Director and Officer Liability from New Legislation in Canada

December 21, 2015 | smeditor

New “Fighting Internet and Wireless Spam” (FISA) legislation, (Bill C-28) has too long a name to bother retyping, so you can find it here.

It is designed to make changes to the CRTC Act, the Competition Act, PIPEDA and the Telecommunications Act, with the intent to reduce unsolicited electronic contact including identity theft, phishing, spyware, viruses, and botnets . But, it will have a major impact on almost every business in the country (or at least those who want new customers.)

Basically, it regulates and puts restrictions on “commercial electronic messages”, and though it will be enforced by the Canadian Radio-television and Telecommunications Commission, they have taken the lazy way out, and put the enforcement in the hands of the plaintiff class action bar. Fines can be up to $1 million for individuals and $10 million for organizations per violation. But the true frequency and severity of loss will come from the private right of action and civil remedy for violation of the act or false or misleading representations provisions of the Competition Act, in amounts that could reach up to $1 million per day. And to pique the interest of plaintiff lawyers, the legislation includes risk of personal liability to officers and directors who (allegedly) “directed, authorized, acquiesced in or participated in the offending conduct” (not a difficult thing to allege, especially as most D&O issues are settled and the plaintiff doesn’t have to prove a thing.)

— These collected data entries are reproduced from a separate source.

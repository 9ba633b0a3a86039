//! Logical-path helpers shared by every backend adapter.
//!
//! All paths handed to a backend are stripped of leading/trailing separators
//! first. The root path is special: it is preserved as the canonical `/`
//! marker and is never collapsed into an empty string, because backends treat
//! an empty path as "no path" rather than the root.

use chrono::{DateTime, Utc};

/// Canonical root marker.
pub const ROOT: &str = "/";

/// Strip leading/trailing separators; root stays `/`.
pub fn normalize(path: &str) -> String {
    let trimmed = path.trim().trim_matches('/');
    if trimmed.is_empty() { ROOT.to_string() } else { trimmed.to_string() }
}

/// Parent of a logical path: drop the last segment. A single-segment path
/// parents to the root marker, never to an empty string.
pub fn parent(path: &str) -> String {
    let norm = normalize(path);
    if norm == ROOT {
        return ROOT.to_string();
    }
    let mut segments: Vec<&str> = norm.split('/').collect();
    segments.pop();
    if segments.is_empty() { ROOT.to_string() } else { segments.join("/") }
}

/// Last segment of a logical path; the root has no name.
pub fn file_name(path: &str) -> String {
    let norm = normalize(path);
    if norm == ROOT {
        return String::new();
    }
    norm.rsplit('/').next().unwrap_or_default().to_string()
}

/// Join a base path and a child name, keeping the result normalized.
pub fn join(base: &str, name: &str) -> String {
    let base = normalize(base);
    let name = name.trim_matches('/');
    if name.is_empty() {
        return base;
    }
    if base == ROOT { name.to_string() } else { format!("{}/{}", base, name) }
}

/// Split a file name into (stem, extension-with-dot). A leading dot is part
/// of the stem, so dotfiles carry no extension.
pub fn split_ext(name: &str) -> (&str, &str) {
    match name.rfind('.') {
        Some(idx) if idx > 0 => name.split_at(idx),
        _ => (name, ""),
    }
}

/// Collision-avoidance name for a copy landing on its own source:
/// `report.pdf` -> `report_copy.pdf`.
pub fn copy_name(name: &str) -> String {
    let (stem, ext) = split_ext(name);
    format!("{}_copy{}", stem, ext)
}

/// Disambiguated name for a trash move that collides with an existing entry:
/// a UTC timestamp goes between the stem and the extension.
pub fn trash_name(name: &str, now: DateTime<Utc>) -> String {
    let (stem, ext) = split_ext(name);
    format!("{} {}{}", stem, now.format("%Y-%m-%d %H:%M:%S"), ext)
}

McCarthy Tétrault, here, has posted a few articles on the subject, hereand here, defining unsolicited electronic messages, exceptions and consent. The first one also includes steps that directors, officers and organizations should take. Thanks to James GannonLorne P. Salzmanand Charles S. Morgan for their hard work.

From a D&O insurance context, there are a few exclusions that may trigger complete or partial denial of Bill C-28 based litigation against a director or officer. They may or may not be present in your policy, and you need to look for these, or have an independent and experienced D&O broker look for you.  Remember, there is no regulation of D&O insurance policy contracts in Canada, and there are dozens of insurers and hundreds of different policies.

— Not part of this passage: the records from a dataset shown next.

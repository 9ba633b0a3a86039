//! Process-wide configuration: environment-driven settings and the static
//! system-id mount table.

use once_cell::sync::Lazy;
use regex::Regex;

/// One ordered mapping rule from a system-id pattern to a physical mount
/// path. Rules are checked in declaration order; first match wins, which is
/// what lets the broader `^project-` prefix rule coexist with the exact
/// per-system rules above it.
pub struct MountRule {
    pub pattern: Regex,
    pub path: &'static str,
}

static SYSTEM_ID_PATHS: Lazy<Vec<MountRule>> = Lazy::new(|| {
    vec![
        MountRule {
            pattern: Regex::new(r"^depot\.storage\.default$").unwrap(),
            path: "/corral/depot/shared",
        },
        MountRule {
            pattern: Regex::new(r"^depot\.storage\.community$").unwrap(),
            path: "/corral/depot/community",
        },
        MountRule {
            pattern: Regex::new(r"^depot\.storage\.published$").unwrap(),
            path: "/corral/depot/published",
        },
        MountRule {
            pattern: Regex::new(r"^project-").unwrap(),
            path: "/corral/depot/projects",
        },
    ]
});

/// Resolve a system-id to its physical mount path. `None` means the
/// system-id has no local mount and the backend-native path is the path;
/// callers must not treat that as an error.
pub fn base_mounted_path(system_id: &str) -> Option<&'static str> {
    SYSTEM_ID_PATHS
        .iter()
        .find(|rule| rule.pattern.is_match(system_id))
        .map(|rule| rule.path)
}

/// Environment-driven runtime settings, read once at startup.
#[derive(Debug, Clone)]
pub struct Settings {
    pub http_port: u16,
    /// Local JSON user file backing login.
    pub users_file: String,
    /// Base URL of the remote HPC storage gateway API.
    pub gateway_url: String,
    /// Service token presented to the gateway.
    pub gateway_token: String,
    /// Base URL of the consumer cloud storage API.
    pub cloud_url: String,
    pub cloud_token: String,
    /// Base URL of the search index service.
    pub index_url: String,
    /// Base URL of the external task queue accepting reindex jobs.
    pub queue_url: String,
    /// Service identity attached to every reindex job.
    pub reindex_user: String,
    /// System-id used by the primary gateway adapter when a request names none.
    pub default_system: String,
    /// System-id backing the public/shared view.
    pub public_system: String,
    /// System-id label for the cloud provider namespace.
    pub cloud_system: String,
}

fn env_or(key: &str, default: &str) -> String {
    std::env::var(key).unwrap_or_else(|_| default.to_string())
}

impl Settings {
    pub fn from_env() -> Self {
        Settings {
            http_port: env_or("DEPOT_HTTP_PORT", "8660").parse().unwrap_or(8660),
            users_file: env_or("DEPOT_USERS_FILE", "users.json"),
            gateway_url: env_or("DEPOT_GATEWAY_URL", "http://localhost:8443"),
            gateway_token: env_or("DEPOT_GATEWAY_TOKEN", ""),
            cloud_url: env_or("DEPOT_CLOUD_URL", "http://localhost:8444"),
            cloud_token: env_or("DEPOT_CLOUD_TOKEN", ""),
            index_url: env_or("DEPOT_INDEX_URL", "http://localhost:9200"),
            queue_url: env_or("DEPOT_QUEUE_URL", "http://localhost:5672"),
            reindex_user: env_or("DEPOT_REINDEX_USER", "depot_admin"),
            default_system: env_or("DEPOT_DEFAULT_SYSTEM", "depot.storage.default"),
            public_system: env_or("DEPOT_PUBLIC_SYSTEM", "depot.storage.published"),
            cloud_system: env_or("DEPOT_CLOUD_SYSTEM", "cloud"),
        }
    }
}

The traditional “personal asset protection” coverage in a policy would not typically exclude an allegation of competition act violation. Some policies (usually those marketed to Private Entities) have explicit coverage for “Competition Act” violations, but this term is usually used to extend the policy to “entity coverage.” Such entity coverage may be great, if the maximum possible loss is less than the total policy limit of liability and you have a reinstatement of limit clause, but it could be catastrophic to the individual director or officer if the entity’s loss exhausts the limit of liability. Reinstatement of limit clauses are very rare and most companies to not maintain a limit of liability large enough to cover entity coverage, personal asset coverage, investigation costs, legal fees, and future unrelated-claim costs.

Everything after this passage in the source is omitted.